To me, this is the essential question. I’ve been writing on medium since May of 2019 and for a while there was a real sense of community and camaraderie. I met some of my closest writing friends and mentors there. But there was a growing sense of gaming the system in the writing communities that made me increasingly uncomfortable. Share threads where writers were supposed to read (and clap for and comment on ) everyone else’s pieces if they expected to be able to share theirs. But what it ended up amounting to was mostly a circle jerk of writers reading other writers’ stuff, quality be damned.

The curation engine was good for awhile and drove worthwhile engagement and earnings, but then it fell apart, too. I make less than $10/month from my two accounts now, enough to offset the cost of my 2 memberships.

Back to the original question, I don’t know how a media company could pay editors to spend the eyes-on time it takes to judge quality and also pay writers a reasonable amount without becoming a traditional media company that hires freelance writers to hodgepodge it up. All those standalone stories with no organization makes my head spin.

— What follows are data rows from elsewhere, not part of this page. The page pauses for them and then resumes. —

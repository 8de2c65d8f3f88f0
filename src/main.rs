//! kinesis-endpoint: Kinesis endpoint configuration CLI.
//!
//! Entry point and error handling boundary. Uses `anyhow` for
//! ergonomic error propagation and user-facing messages.

mod cli;

use std::process;
use std::sync::Arc;

use anyhow::{Context, Result};
use clap::Parser;

use cli::args::{Cli, Command, OutputFormat, ResolveArgs, VerifyArgs};
use kinesis_endpoint::client::{ClientHandle, ClientRegistry, NamedClient, StaticRegistry};
use kinesis_endpoint::config::Config;
use kinesis_endpoint::constants;
use kinesis_endpoint::endpoint::{EndpointUri, KinesisComponent};
use kinesis_endpoint::env::Env;
use kinesis_endpoint::verify::verify_parameters;

fn main() {
    match run() {
        Ok(code) => process::exit(code),
        Err(err) => {
            eprintln!("Error: {err:#}");
            process::exit(1);
        }
    }
}

fn run() -> Result<i32> {
    let cli = Cli::parse();
    cli::init_logging(cli.verbose);

    match cli.command {
        Command::Resolve(args) => run_resolve(args),
        Command::Verify(args) => run_verify(args),
        Command::Options => {
            print!("{}", cli::render_options());
            Ok(0)
        }
        Command::Version => {
            println!("{} {}", constants::APP_NAME, constants::VERSION);
            Ok(0)
        }
    }
}

/// Resolve an endpoint URI against the layered component defaults.
fn run_resolve(args: ResolveArgs) -> Result<i32> {
    let work_dir = std::env::current_dir().context("failed to determine working directory")?;
    let config = Config::load(Some(&work_dir), args.config.as_deref(), &Env::real())
        .context("failed to load configuration")?;

    let registry: Arc<dyn ClientRegistry> = Arc::new(StaticRegistry::new(
        args.clients
            .iter()
            .map(|id| ClientHandle::new(NamedClient::new(id.as_str()))),
    ));
    let component = KinesisComponent::from_config(&config, registry);

    let endpoint = component
        .create_endpoint(&args.uri)
        .with_context(|| format!("failed to resolve {}", args.uri))?;

    match args.format {
        OutputFormat::Text => print!("{}", cli::render_configuration(endpoint.configuration())),
        OutputFormat::Json => println!(
            "{}",
            serde_json::to_string_pretty(endpoint.configuration())?
        ),
    }
    Ok(0)
}

/// Verify an endpoint URI's parameters; exits non-zero when problems are found.
fn run_verify(args: VerifyArgs) -> Result<i32> {
    let uri = EndpointUri::parse(&args.uri)?;
    let result = verify_parameters(&uri.parameters);

    match args.format {
        OutputFormat::Text => print!("{}", cli::render_verification(&result)),
        OutputFormat::Json => println!("{}", serde_json::to_string_pretty(&result)?),
    }
    Ok(if result.is_ok() { 0 } else { 1 })
}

And consumers (who are able) are increasingly unwilling to pay for a subscription to such a company, especially to a media business with a lack of focus that has not proven its value.

I always thought Medium was written for readers and exploited the hell out if its writers, but then their business model started being about neither readers nor writers.

I truly do believe Substack’s model is superior in that readers pay to support authors or creators they find worthwhile rather than paying the platform ant large and trying to wade through the morass of indefensibly low quality work (or, more likely, forgetting you subscribed in the first place until the renewal email comes). It’s a different kind of platform, but more versatile and feels more homey.